Turns out it was breast cancer, and malignant. For the next six months, Mom was in and out of the hospital for more surgery until there was nothing more they could do. I was 12 years old when she died. My brother was 10. By then, mealtime had become more of a chore than an adventure. Casseroles and unrecognizable dishes from neighbors, take-out and TV dinners dotted our weeknights.
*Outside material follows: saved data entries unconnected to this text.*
//! Endpoint-specific API implementations
//!
//! Each module provides a typed interface for one group of iiko Cloud endpoints.
//! Every call returns `ApiResult<Outcome<T>>`: `Err` for faults, `Outcome::Error`
//! when iiko rejected the request.
//!
//! ## Mapping to iiko Cloud API
//!
//! | Module | Endpoints | Description |
//! |--------|-----------|-------------|
//! | `organizations` | `/api/1/organizations` | Organizations visible to the API login |
//! | `commands` | `/api/1/commands/status` | Status of asynchronous operations |
//! | `dictionaries` | `/api/1/cancel_causes`, `/api/1/payment_types`, ... | Reference data |
//! | `coupons` | `/api/1/loyalty/iiko/coupons/*` | Loyalty coupons |
//! | `menu` | `/api/1/nomenclature`, `/api/2/menu`, `/api/1/stop_lists`, `/api/1/combo` | Menu data |
//! | `terminal_groups` | `/api/1/terminal_groups*` | Point-of-sale terminal groups |
//! | `addresses` | `/api/1/regions`, `/api/1/cities`, `/api/1/streets/by_city` | Address dictionaries |
//! | `delivery_restrictions` | `/api/1/delivery_restrictions*` | Delivery zones |
//! | `orders` | `/api/1/order/*` | Table orders |
//! | `deliveries` | `/api/1/deliveries/*` | Delivery orders |
//! | `notifications` | `/api/1/notifications/send` | Front-office notifications |
//! | `employees` | `/api/1/employees/*` | Couriers and employees |
//! | `customers` | `/api/1/loyalty/iiko/customer/*` | Loyalty customers and wallets |

pub mod addresses;
pub mod commands;
pub mod coupons;
pub mod customers;
pub mod deliveries;
pub mod delivery_restrictions;
pub mod dictionaries;
pub mod employees;
pub mod menu;
pub mod notifications;
pub mod orders;
pub mod organizations;
pub mod terminal_groups;

pub use addresses::AddressesApi;
pub use commands::CommandsApi;
pub use coupons::CouponsApi;
pub use customers::CustomersApi;
pub use deliveries::DeliveriesApi;
pub use delivery_restrictions::DeliveryRestrictionsApi;
pub use dictionaries::DictionariesApi;
pub use employees::EmployeesApi;
pub use menu::MenuApi;
pub use notifications::NotificationsApi;
pub use orders::OrdersApi;
pub use organizations::OrganizationsApi;
pub use terminal_groups::TerminalGroupsApi;

use crate::client::IikoClient;
use crate::error::{ApiError, ApiResult};
use crate::response::Outcome;
use chrono::NaiveDateTime;
use serde::de::DeserializeOwned;
use serde::Serialize;
use std::time::Duration;

/// Date-time format iiko expects for terminal-local timestamps
pub const VENDOR_DATETIME_FORMAT: &str = "%Y-%m-%d %H:%M:%S%.3f";

/// Format a terminal-local timestamp the way iiko expects it
#[must_use]
pub fn format_vendor_datetime(value: &NaiveDateTime) -> String {
    value.format(VENDOR_DATETIME_FORMAT).to_string()
}

/// Serde helpers writing `NaiveDateTime` in [`VENDOR_DATETIME_FORMAT`]
pub(crate) mod vendor_datetime {
    use super::VENDOR_DATETIME_FORMAT;
    use chrono::NaiveDateTime;
    use serde::Serializer;

    pub(crate) fn serialize<S: Serializer>(
        value: &NaiveDateTime,
        serializer: S,
    ) -> Result<S::Ok, S::Error> {
        serializer.collect_str(&value.format(VENDOR_DATETIME_FORMAT))
    }

    pub(crate) mod option {
        use chrono::NaiveDateTime;
        use serde::Serializer;

        pub(crate) fn serialize<S: Serializer>(
            value: &Option<NaiveDateTime>,
            serializer: S,
        ) -> Result<S::Ok, S::Error> {
            match value {
                Some(value) => super::serialize(value, serializer),
                None => serializer.serialize_none(),
            }
        }
    }
}

/// Shared plumbing of every endpoint group: the client and an optional timeout
#[derive(Clone, Debug)]
pub(crate) struct Caller {
    client: IikoClient,
    timeout: Option<Duration>,
}

impl Caller {
    pub(crate) fn new(client: IikoClient) -> Self {
        Self {
            client,
            timeout: None,
        }
    }

    pub(crate) fn set_timeout(&mut self, timeout: Duration) {
        self.timeout = Some(timeout);
    }

    pub(crate) fn client(&self) -> &IikoClient {
        &self.client
    }

    pub(crate) async fn call<T, B>(&self, path: &str, body: &B) -> ApiResult<Outcome<T>>
    where
        T: DeserializeOwned,
        B: Serialize + ?Sized,
    {
        self.client.post_as(path, Some(body), self.timeout).await
    }

    pub(crate) async fn call_empty<T: DeserializeOwned>(
        &self,
        path: &str,
    ) -> ApiResult<Outcome<T>> {
        self.client
            .post_as(path, Option::<&()>::None, self.timeout)
            .await
    }
}

/// Reject an empty id list before anything is sent
pub(crate) fn require_ids<S: AsRef<str>>(
    operation: &'static str,
    name: &str,
    ids: &[S],
) -> ApiResult<()> {
    if ids.is_empty() {
        return Err(ApiError::parameter(operation, format!("{name} must not be empty")));
    }
    Ok(())
}

/// Reject a blank identifier before anything is sent
pub(crate) fn require_value(operation: &'static str, name: &str, value: &str) -> ApiResult<()> {
    if value.trim().is_empty() {
        return Err(ApiError::parameter(operation, format!("{name} is required")));
    }
    Ok(())
}

/// Borrow a list of ids as `&str` for a request body
pub(crate) fn id_refs<S: AsRef<str>>(ids: &[S]) -> Vec<&str> {
    ids.iter().map(AsRef::as_ref).collect()
}
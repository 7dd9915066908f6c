//! Request bodies and response decoding of individual endpoint groups

use chrono::NaiveDate;
use iiko_cloud_api::endpoints::commands::CommandState;
use iiko_cloud_api::endpoints::customers::{CustomerIdentifier, WalletOperation};
use iiko_cloud_api::endpoints::deliveries::DeliveryStatus;
use iiko_cloud_api::endpoints::orders::CreateOrderParams;
use iiko_cloud_api::prelude::*;
use mockito::{Matcher, Server, ServerGuard};
use serde_json::json;

async fn client(server: &ServerGuard) -> IikoClient {
    IikoClient::with_config(
        ClientConfig::new("test-login")
            .with_base_url(server.url())
            .with_working_token("tok"),
    )
    .await
    .unwrap()
}

#[tokio::test]
async fn test_delivered_status_carries_delivery_date() {
    let mut server = Server::new_async().await;
    let mock = server
        .mock("POST", "/api/1/deliveries/update_order_delivery_status")
        .match_body(Matcher::Json(json!({
            "organizationId": "org",
            "orderId": "o1",
            "deliveryStatus": "Delivered",
            "deliveryDate": "2024-03-05 18:04:09.120"
        })))
        .with_status(200)
        .with_body(r#"{"correlationId":"c1"}"#)
        .create_async()
        .await;

    let delivered_at = NaiveDate::from_ymd_opt(2024, 3, 5)
        .unwrap()
        .and_hms_milli_opt(18, 4, 9, 120)
        .unwrap();
    let response = client(&server)
        .await
        .deliveries()
        .update_status("org", "o1", DeliveryStatus::Delivered, Some(delivered_at))
        .await
        .unwrap()
        .success()
        .unwrap();

    assert_eq!(response.correlation_id.as_deref(), Some("c1"));
    mock.assert_async().await;
}

#[tokio::test]
async fn test_on_way_status_omits_delivery_date() {
    let mut server = Server::new_async().await;
    let mock = server
        .mock("POST", "/api/1/deliveries/update_order_delivery_status")
        .match_body(Matcher::Json(json!({
            "organizationId": "org",
            "orderId": "o1",
            "deliveryStatus": "OnWay"
        })))
        .with_status(200)
        .with_body(r#"{"correlationId":"c2"}"#)
        .create_async()
        .await;

    client(&server)
        .await
        .deliveries()
        .update_status("org", "o1", DeliveryStatus::OnWay, None)
        .await
        .unwrap();

    mock.assert_async().await;
}

#[tokio::test]
async fn test_create_order_and_follow_command() {
    let mut server = Server::new_async().await;
    let create = server
        .mock("POST", "/api/1/order/create")
        .match_body(Matcher::PartialJson(json!({
            "organizationId": "org",
            "terminalGroupId": "tg",
            "createOrderSettings": {"transportToFrontTimeout": 30}
        })))
        .with_status(200)
        .with_body(
            json!({
                "correlationId": "c-create",
                "orderInfo": {
                    "id": "o1",
                    "organizationId": "org",
                    "timestamp": 1_700_000_000,
                    "creationStatus": "InProgress"
                }
            })
            .to_string(),
        )
        .create_async()
        .await;
    let status = server
        .mock("POST", "/api/1/commands/status")
        .match_body(Matcher::Json(json!({
            "organizationId": "org",
            "correlationId": "c-create"
        })))
        .with_status(200)
        .with_body(r#"{"state":"Success"}"#)
        .create_async()
        .await;

    let client = client(&server).await;
    let params =
        CreateOrderParams::new("org", "tg", json!({"items": []})).with_transport_timeout(30);
    let created = client
        .orders()
        .create(&params)
        .await
        .unwrap()
        .success()
        .unwrap();
    assert!(created.order_info.order.is_none());

    let correlation_id = created.correlation_id.unwrap();
    let state = client
        .commands()
        .status("org", &correlation_id)
        .await
        .unwrap()
        .success()
        .unwrap();
    assert_eq!(state.state, CommandState::Success);
    assert!(state.is_finished());

    create.assert_async().await;
    status.assert_async().await;
}

#[tokio::test]
async fn test_customer_lookup_by_phone() {
    let mut server = Server::new_async().await;
    let mock = server
        .mock("POST", "/api/1/loyalty/iiko/customer/info")
        .match_body(Matcher::Json(json!({
            "organizationId": "org",
            "type": "phone",
            "phone": "+79990000000"
        })))
        .with_status(200)
        .with_body(
            json!({
                "id": "cust",
                "name": "Olga",
                "walletBalances": [{"id": "w1", "name": "Bonus", "type": 1, "balance": 120.0}]
            })
            .to_string(),
        )
        .create_async()
        .await;

    let customer = client(&server)
        .await
        .customers()
        .info("org", &CustomerIdentifier::Phone("+79990000000".into()))
        .await
        .unwrap()
        .success()
        .unwrap();

    assert_eq!(customer.wallet_balance("w1"), Some(120.0));
    mock.assert_async().await;
}

#[tokio::test]
async fn test_wallet_hold_and_cancel() {
    let mut server = Server::new_async().await;
    let hold = server
        .mock("POST", "/api/1/loyalty/iiko/customer/wallet/hold")
        .match_body(Matcher::Json(json!({
            "customerId": "cust",
            "walletId": "w1",
            "sum": 50.0,
            "organizationId": "org"
        })))
        .with_status(200)
        .with_body(r#"{"transactionId":"tx-1"}"#)
        .create_async()
        .await;
    let cancel = server
        .mock("POST", "/api/1/loyalty/iiko/customer/wallet/cancel_hold")
        .match_body(Matcher::Json(json!({
            "organizationId": "org",
            "transactionId": "tx-1"
        })))
        .with_status(200)
        .with_body("{}")
        .create_async()
        .await;

    let client = client(&server).await;
    let customers = client.customers();
    let held = customers
        .hold(&WalletOperation::new("org", "cust", "w1", 50.0))
        .await
        .unwrap()
        .success()
        .unwrap();
    assert_eq!(held.transaction_id, "tx-1");

    let cancelled = customers.cancel_hold("org", &held.transaction_id).await.unwrap();
    assert!(cancelled.is_success());

    hold.assert_async().await;
    cancel.assert_async().await;
}

#[tokio::test]
async fn test_couriers_lookup_by_code() {
    let mut server = Server::new_async().await;
    server
        .mock("POST", "/api/1/employees/couriers")
        .match_body(Matcher::Json(json!({"organizationIds": ["org"]})))
        .with_status(200)
        .with_body(
            json!({
                "employees": [{
                    "organizationId": "org",
                    "items": [{"id": "courier-1", "displayName": "Anna", "code": "17"}]
                }]
            })
            .to_string(),
        )
        .create_async()
        .await;

    let client = client(&server).await;
    let couriers = client
        .employees()
        .couriers("org")
        .await
        .unwrap()
        .success()
        .unwrap();

    let courier = couriers.find_by_code("17").unwrap();
    assert_eq!(courier.id, "courier-1");
}

#[tokio::test]
async fn test_blank_organization_rejected_locally() {
    let mut server = Server::new_async().await;
    let never = server
        .mock("POST", Matcher::Any)
        .expect(0)
        .create_async()
        .await;

    let client = client(&server).await;
    let err = client.coupons().coupon_series("").await.unwrap_err();
    assert!(err.is_parameter_error());
    let err = client.coupons().coupon_info(" ", "0001", None).await.unwrap_err();
    assert!(err.is_parameter_error());

    never.assert_async().await;
}

#[tokio::test]
async fn test_nomenclature_revision() {
    let mut server = Server::new_async().await;
    let mock = server
        .mock("POST", "/api/1/nomenclature")
        .match_body(Matcher::Json(json!({"organizationId": "org", "startRevision": 41})))
        .with_status(200)
        .with_body(
            json!({
                "correlationId": "c",
                "groups": [],
                "productCategories": [],
                "products": [],
                "sizes": [],
                "revision": 42
            })
            .to_string(),
        )
        .create_async()
        .await;

    let nomenclature = client(&server)
        .await
        .menu()
        .nomenclature("org", Some(41))
        .await
        .unwrap()
        .success()
        .unwrap();

    assert_eq!(nomenclature.revision, 42);
    mock.assert_async().await;
}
Dad would still make meals from time to time and he’d call me from work after I would get home from school to ask that I put a couple of potatoes in the oven so they’d be ready when he got home. The three of us became a unit unto ourselves. Sometimes we would huddle on the royal blue carpeted floor of our living room and complain and giggle about the myriad meals people would bring us. “How do people eat that stuff?” we wondered out loud. Cream of mushroom soup poured over dry chicken thighs with peas. Tuna noodle casseroles and canned beans. We tossed a lot of it.

We longed for the Thursday night Shake and Bake chicken with crinkle cut fries and fresh peas or the Friday night roasted chicken that dad would pick up from Gerard Farms on his way home from work, along with their homemade stuffing and gravy, savory and soft with tarragon and lots of butter. Dinners would never be the same.